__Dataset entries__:
== == ==

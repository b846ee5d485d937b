use chrono::{DateTime, Duration, Utc};
use rust_decimal::Decimal;
use std::collections::BTreeMap;
use std::sync::Arc;
use tracing::{debug, instrument};

use crate::{errors::StoreError, models::SalesLine, store::Store};

/// Units sold per SKU over a window.
pub type Demand = BTreeMap<String, Decimal>;

/// Sums quantities per SKU. Rows without a SKU are ignored and a missing
/// quantity counts as zero.
pub fn aggregate_demand<'a, I>(rows: I) -> Demand
where
    I: IntoIterator<Item = &'a SalesLine>,
{
    let mut demand = Demand::new();
    for row in rows {
        let Some(sku) = row.sku.as_deref().filter(|sku| !sku.is_empty()) else {
            continue;
        };
        let qty = row.qty.unwrap_or(Decimal::ZERO);
        let total = demand.entry(sku.to_string()).or_insert(Decimal::ZERO);
        *total = total.saturating_add(qty);
    }
    demand
}

/// Start of a lookback window ending at `now`.
pub fn window_start(now: DateTime<Utc>, lookback_days: u32) -> DateTime<Utc> {
    now.checked_sub_signed(Duration::days(i64::from(lookback_days)))
        .unwrap_or(DateTime::<Utc>::MIN_UTC)
}

/// Reads the sales ledger and folds it into per-SKU demand.
#[derive(Clone)]
pub struct DemandAggregator {
    store: Arc<dyn Store>,
}

impl DemandAggregator {
    pub fn new(store: Arc<dyn Store>) -> Self {
        Self { store }
    }

    /// Demand over the `lookback_days` days ending at `now`.
    #[instrument(skip(self))]
    pub async fn demand_for(
        &self,
        lookback_days: u32,
        now: DateTime<Utc>,
    ) -> Result<Demand, StoreError> {
        let rows = self
            .store
            .sales_since(window_start(now, lookback_days))
            .await?;
        let demand = aggregate_demand(&rows);
        debug!(rows = rows.len(), skus = demand.len(), "aggregated demand");
        Ok(demand)
    }
}

#[cfg(test)]
mod tests {
    use super::*;
    use crate::models::LedgerRow;
    use crate::store::InMemoryStore;
    use rust_decimal_macros::dec;
    use serde_json::json;

    fn sales_line(sku: Option<&str>, qty: Option<Decimal>) -> SalesLine {
        SalesLine {
            sku: sku.map(Into::into),
            qty,
        }
    }

    #[test]
    fn sums_per_sku() {
        let rows = vec![
            sales_line(Some("A"), Some(dec!(2))),
            sales_line(Some("B"), Some(dec!(1.5))),
            sales_line(Some("A"), Some(dec!(3))),
        ];
        let demand = aggregate_demand(&rows);
        assert_eq!(demand.get("A"), Some(&dec!(5)));
        assert_eq!(demand.get("B"), Some(&dec!(1.5)));
    }

    #[test]
    fn malformed_rows_do_not_contribute() {
        let rows = vec![
            sales_line(None, Some(dec!(4))),
            sales_line(Some(""), Some(dec!(4))),
            sales_line(Some("A"), None),
        ];
        let demand = aggregate_demand(&rows);
        assert_eq!(demand.len(), 1);
        assert_eq!(demand.get("A"), Some(&Decimal::ZERO));
    }

    #[test]
    fn window_start_saturates() {
        let now = Utc::now();
        assert_eq!(window_start(now, 14), now - Duration::days(14));
        assert_eq!(window_start(now, u32::MAX), DateTime::<Utc>::MIN_UTC);
        assert_eq!(
            window_start(DateTime::<Utc>::MIN_UTC, 1),
            DateTime::<Utc>::MIN_UTC
        );
    }

    #[tokio::test]
    async fn demand_for_reads_only_the_window() {
        let store = Arc::new(InMemoryStore::new());
        let now = Utc::now();
        let row = |sku: &str, qty: Decimal, age_days: i64| LedgerRow {
            sale_id: "S".into(),
            sku: sku.into(),
            qty,
            ts: now - Duration::days(age_days),
            raw: json!({}),
        };
        store
            .seed_sales(vec![
                row("A", dec!(10), 1),
                row("A", dec!(5), 13),
                row("A", dec!(100), 20),
                row("B", dec!(1), 30),
            ])
            .await;

        let demand = DemandAggregator::new(store).demand_for(14, now).await.unwrap();
        assert_eq!(demand.get("A"), Some(&dec!(15)));
        assert!(demand.get("B").is_none());
    }
}
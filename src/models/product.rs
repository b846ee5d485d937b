use rust_decimal::Decimal;
use serde::{Deserialize, Serialize};

/// Product master data, keyed by SKU.
#[derive(Debug, Clone, Default, PartialEq, Serialize, Deserialize)]
pub struct ProductRecord {
    #[serde(default)]
    pub sku: Option<String>,
    #[serde(default)]
    pub name: Option<String>,
    #[serde(default)]
    pub vendor: Option<String>,
    #[serde(default)]
    pub cost: Option<Decimal>,
}

impl ProductRecord {
    pub fn new(sku: impl Into<String>) -> Self {
        Self {
            sku: Some(sku.into()),
            ..Default::default()
        }
    }

    pub fn with_cost(mut self, cost: Decimal) -> Self {
        self.cost = Some(cost);
        self
    }

    pub fn key(&self) -> Option<&str> {
        self.sku.as_deref().filter(|sku| !sku.is_empty())
    }
}

/// Partial product row merged into the catalog on ingestion.
///
/// Absent fields are left out of the serialized row so the store keeps
/// whatever it already holds for them.
#[derive(Debug, Clone, PartialEq, Serialize, Deserialize)]
pub struct ProductUpsert {
    pub sku: String,
    #[serde(default, skip_serializing_if = "Option::is_none")]
    pub name: Option<String>,
    #[serde(default, skip_serializing_if = "Option::is_none")]
    pub vendor: Option<String>,
}

impl ProductUpsert {
    /// Which optional columns this row carries, as `(name, vendor)`.
    pub fn columns(&self) -> (bool, bool) {
        (self.name.is_some(), self.vendor.is_some())
    }

    /// Applies this row onto an existing record: present fields overwrite,
    /// absent ones are left alone.
    pub fn merge_into(&self, record: &mut ProductRecord) {
        if let Some(name) = &self.name {
            record.name = Some(name.clone());
        }
        if let Some(vendor) = &self.vendor {
            record.vendor = Some(vendor.clone());
        }
    }
}

#[cfg(test)]
mod tests {
    use super::*;
    use rust_decimal_macros::dec;
    use serde_json::json;

    #[test]
    fn absent_fields_are_not_serialized() {
        let row = ProductUpsert {
            sku: "A".into(),
            name: Some("Blue Dream 3.5g".into()),
            vendor: None,
        };
        assert_eq!(
            serde_json::to_value(&row).unwrap(),
            json!({"sku": "A", "name": "Blue Dream 3.5g"})
        );
    }

    #[test]
    fn merge_keeps_cost_and_missing_fields() {
        let mut record = ProductRecord {
            sku: Some("A".into()),
            name: Some("Old".into()),
            vendor: Some("Acme".into()),
            cost: Some(dec!(4.25)),
        };
        ProductUpsert {
            sku: "A".into(),
            name: Some("New".into()),
            vendor: None,
        }
        .merge_into(&mut record);

        assert_eq!(record.name.as_deref(), Some("New"));
        assert_eq!(record.vendor.as_deref(), Some("Acme"));
        assert_eq!(record.cost, Some(dec!(4.25)));
    }
}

== == ==

__WORK REQUIRED__: Your reply should hold every line from the data that contains "Blue", copied in full.

__SOLUTION BELOW__:
            name: Some("Blue Dream 3.5g".into()),
            json!({"sku": "A", "name": "Blue Dream 3.5g"})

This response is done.